START RECORDS SUPPLIED
//! Integration tests for hierarchy resolution and rendering through a resolving context.
//!
//! The declarations mirror small pieces of the Java class library plus a few purpose-built
//! generic types that rename, reorder and partially bind their parameters.

use genscope::{prelude::*, Error, Result};

fn declarations() -> Result<DeclarationTable> {
    let table = DeclarationTable::new();
    let declarations = [
        TypeBuilder::new("java.lang.Object"),
        TypeBuilder::new("java.lang.Comparable").parameters(["T"]),
        TypeBuilder::new("java.lang.Iterable").parameters(["T"]),
        TypeBuilder::new("java.util.Collection")
            .parameters(["E"])
            .implements("java.lang.Iterable<E>"),
        TypeBuilder::new("java.util.List")
            .parameters(["E"])
            .implements("java.util.Collection<E>"),
        TypeBuilder::new("java.util.Map").parameters(["K", "V"]),
        TypeBuilder::new("demo.Container")
            .parameters(["T"])
            .field("items", "java.util.List<T>"),
        TypeBuilder::new("demo.Entry")
            .parameters(["X"])
            .extends("java.lang.Object")
            .implements("java.lang.Comparable<X>"),
        TypeBuilder::new("demo.Pair")
            .parameters(["A", "B"])
            .extends("demo.Entry<B>")
            .implements("demo.Container<A>"),
        // Swaps the order of its parameters
        TypeBuilder::new("demo.Flipped")
            .parameters(["P", "Q"])
            .extends("demo.Pair<Q, P>"),
        // Binds one parameter, keeps the other free
        TypeBuilder::new("demo.Keyed")
            .parameters(["V"])
            .extends("demo.Pair<java.lang.String, V>")
            .implements("java.util.Map<java.lang.String, V>"),
        // Binds an ancestor parameter to a nested generic of its own parameter
        TypeBuilder::new("demo.Nested")
            .parameters(["N"])
            .extends("demo.Pair<java.util.List<N[]>, ? extends N>"),
        TypeBuilder::new("demo.StringList").implements("java.util.List<java.lang.String>"),
    ];

    for declaration in declarations {
        table.insert(declaration.build()?);
    }
    Ok(table)
}

fn context() -> Result<std::sync::Arc<ResolvingContext>> {
    let registry = ModuleRegistry::new(declarations()?.into_provider());
    Ok(registry.context())
}

fn binding(hierarchy: &MappedHierarchy, type_id: &str, name: &str) -> Option<String> {
    hierarchy
        .table(&TypeId::new(type_id))
        .and_then(|table| table.get(name))
        .map(ToString::to_string)
}

#[test]
fn test_pair_propagates_to_every_ancestor() -> Result<()> {
    let context = context()?;
    let hierarchy = context.resolve_with_arguments(
        &TypeId::new("demo.Pair"),
        vec![
            TypeShape::named("java.lang.Integer"),
            TypeShape::named("java.lang.String"),
        ],
    )?;

    assert_eq!(binding(&hierarchy, "demo.Pair", "A").as_deref(), Some("java.lang.Integer"));
    assert_eq!(binding(&hierarchy, "demo.Pair", "B").as_deref(), Some("java.lang.String"));
    assert_eq!(binding(&hierarchy, "demo.Entry", "X").as_deref(), Some("java.lang.String"));
    assert_eq!(
        binding(&hierarchy, "java.lang.Comparable", "T").as_deref(),
        Some("java.lang.String")
    );
    assert_eq!(
        binding(&hierarchy, "demo.Container", "T").as_deref(),
        Some("java.lang.Integer")
    );
    assert!(hierarchy.table(&TypeId::new("java.lang.Object")).is_some());

    Ok(())
}

#[test]
fn test_reordered_parameters() -> Result<()> {
    let context = context()?;
    let root = TypeShape::parameterized(
        "demo.Flipped",
        vec![
            TypeShape::named("java.lang.Integer"),
            TypeShape::named("java.lang.String"),
        ],
    );
    let hierarchy = context.resolve_shape(&root)?;

    assert_eq!(binding(&hierarchy, "demo.Pair", "A").as_deref(), Some("java.lang.String"));
    assert_eq!(binding(&hierarchy, "demo.Entry", "X").as_deref(), Some("java.lang.Integer"));

    let rendered = context.render_member(
        &root,
        &TypeId::new("demo.Container"),
        &TypeShape::parameterized(
            "java.util.List",
            vec![TypeShape::variable("demo.Container", "T")],
        ),
    )?;
    assert_eq!(rendered, "java.util.List<java.lang.String>");

    Ok(())
}

#[test]
fn test_partial_binding_keeps_free_variables() -> Result<()> {
    let context = context()?;
    let root = TypeShape::named("demo.Keyed");
    let hierarchy = context.resolve_shape(&root)?;

    assert_eq!(binding(&hierarchy, "demo.Pair", "A").as_deref(), Some("java.lang.String"));
    assert_eq!(binding(&hierarchy, "demo.Pair", "B").as_deref(), Some("V"));
    assert_eq!(binding(&hierarchy, "java.util.Map", "V").as_deref(), Some("V"));

    let value = TypeShape::variable("demo.Entry", "X");
    assert_eq!(
        context.render_member(&root, &TypeId::new("demo.Entry"), &value)?,
        "V"
    );

    Ok(())
}

#[test]
fn test_nested_generic_arguments() -> Result<()> {
    let context = context()?;
    let root = TypeShape::parameterized("demo.Nested", vec![TypeShape::named("java.lang.Long")]);

    let items = TypeShape::parameterized(
        "java.util.List",
        vec![TypeShape::variable("demo.Container", "T")],
    );
    assert_eq!(
        context.render_member(&root, &TypeId::new("demo.Container"), &items)?,
        "java.util.List<java.util.List<java.lang.Long[]>>"
    );
    assert_eq!(
        context.render_member(
            &root,
            &TypeId::new("java.lang.Comparable"),
            &TypeShape::variable("java.lang.Comparable", "T")
        )?,
        "? extends java.lang.Long"
    );

    Ok(())
}

#[test]
fn test_raw_and_bound_field_rendering() -> Result<()> {
    let context = context()?;
    let items = TypeShape::parameterized(
        "java.util.List",
        vec![TypeShape::variable("demo.Container", "T")],
    );
    let container = TypeId::new("demo.Container");

    let raw = context.render_member(&TypeShape::named("demo.Container"), &container, &items)?;
    assert_eq!(raw, "java.util.List<T>");

    let bound = context.render_member(
        &TypeShape::parameterized(
            "demo.Pair",
            vec![
                TypeShape::named("java.lang.Integer"),
                TypeShape::named("java.lang.String"),
            ],
        ),
        &container,
        &items,
    )?;
    assert_eq!(bound, "java.util.List<java.lang.Integer>");

    // Raw usage of the subclass renders the subclass parameter name
    let raw_pair = context.render_member(&TypeShape::named("demo.Pair"), &container, &items)?;
    assert_eq!(raw_pair, "java.util.List<A>");

    Ok(())
}

#[test]
fn test_non_generic_root_binds_interfaces() -> Result<()> {
    let context = context()?;
    let hierarchy = context.resolve_type(&TypeId::new("demo.StringList"))?;

    assert!(hierarchy.table(&TypeId::new("demo.StringList")).is_some_and(VariableTable::is_empty));
    assert_eq!(
        binding(&hierarchy, "java.lang.Iterable", "T").as_deref(),
        Some("java.lang.String")
    );
    Ok(())
}

#[test]
fn test_wildcard_rendering() -> Result<()> {
    let context = context()?;
    let hierarchy = context.resolve_type(&TypeId::new("java.lang.Object"))?;

    let bounded = parse_shape("java.util.Set<? extends java.lang.Number>", &VariableScope::empty())?;
    assert_eq!(
        context.render(&hierarchy, &bounded)?,
        "java.util.Set<? extends java.lang.Number>"
    );

    let unbounded = parse_shape("java.util.Set<?>", &VariableScope::empty())?;
    assert_eq!(context.render(&hierarchy, &unbounded)?, "java.util.Set<?>");

    let lower = parse_shape("java.util.List<? super java.lang.Integer>[]", &VariableScope::empty())?;
    assert_eq!(
        context.render(&hierarchy, &lower)?,
        "java.util.List<? super java.lang.Integer>[]"
    );

    Ok(())
}

#[test]
fn test_rendering_is_deterministic() -> Result<()> {
    let first = context()?;
    let second = context()?;
    let root = TypeShape::parameterized("demo.Keyed", vec![TypeShape::named("java.lang.Long")]);
    let shape = TypeShape::array(TypeShape::variable("demo.Entry", "X"));
    let declaring = TypeId::new("demo.Entry");

    let rendered = first.render_member(&root, &declaring, &shape)?;
    assert_eq!(rendered, "java.lang.Long[]");
    assert_eq!(rendered, first.render_member(&root, &declaring, &shape)?);
    assert_eq!(rendered, second.render_member(&root, &declaring, &shape)?);

    Ok(())
}

#[test]
fn test_resolution_errors() -> Result<()> {
    let context = context()?;

    let result = context.resolve_with_arguments(
        &TypeId::new("demo.Pair"),
        vec![TypeShape::named("java.lang.Integer")],
    );
    assert!(matches!(
        result,
        Err(Error::ArityMismatch { expected: 2, actual: 1, .. })
    ));

    let result = context.resolve_type(&TypeId::new("demo.Unknown"));
    assert!(matches!(result, Err(Error::TypeNotFound(_))));

    let result = context.resolve_shape(&TypeShape::unbounded());
    assert!(matches!(result, Err(Error::UnsupportedShape(_))));

    let arrays = context.resolve_shape(&TypeShape::array(TypeShape::named("demo.Pair")))?;
    assert!(arrays.is_empty());

    Ok(())
}

#[test]
fn test_self_referential_argument_is_rejected() -> Result<()> {
    let context = context()?;
    let container = TypeId::new("demo.Container");
    let element = TypeShape::variable("demo.Container", "T");
    let root = TypeShape::parameterized(
        "demo.Container",
        vec![TypeShape::parameterized("java.util.List", vec![element.clone()])],
    );

    let result = context.render_member(&root, &container, &element);
    assert!(matches!(result, Err(Error::UnsupportedShape(_))));

    // Free variables of other types stay legal arguments
    let foreign = TypeShape::parameterized(
        "demo.Container",
        vec![TypeShape::variable("demo.Entry", "X")],
    );
    assert_eq!(context.render_member(&foreign, &container, &element)?, "X");

    Ok(())
}

#[test]
fn test_foreign_variable_in_supertype_is_rejected() -> Result<()> {
    let table = DeclarationTable::new();
    table.insert(TypeBuilder::new("demo.Entry").parameters(["X"]).build()?);
    table.insert(
        TypeBuilder::new("demo.Pair")
            .parameters(["A"])
            .extends(TypeShape::parameterized(
                "demo.Entry",
                vec![TypeShape::variable("demo.Other", "Q")],
            ))
            .build()?,
    );
    let context = ModuleRegistry::new(table.into_provider()).context();

    let root = TypeShape::parameterized("demo.Pair", vec![TypeShape::named("java.lang.Integer")]);
    let result = context.render_member(
        &root,
        &TypeId::new("demo.Entry"),
        &TypeShape::variable("demo.Entry", "X"),
    );
    assert!(matches!(result, Err(Error::UnsupportedShape(_))));

    Ok(())
}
END RECORDS SUPPLIED
• **TASK TO COMPLETE**: Counting only lines of the data above that hold "element", report the total and nothing else.

• **PROBLEM SOLUTION**: 4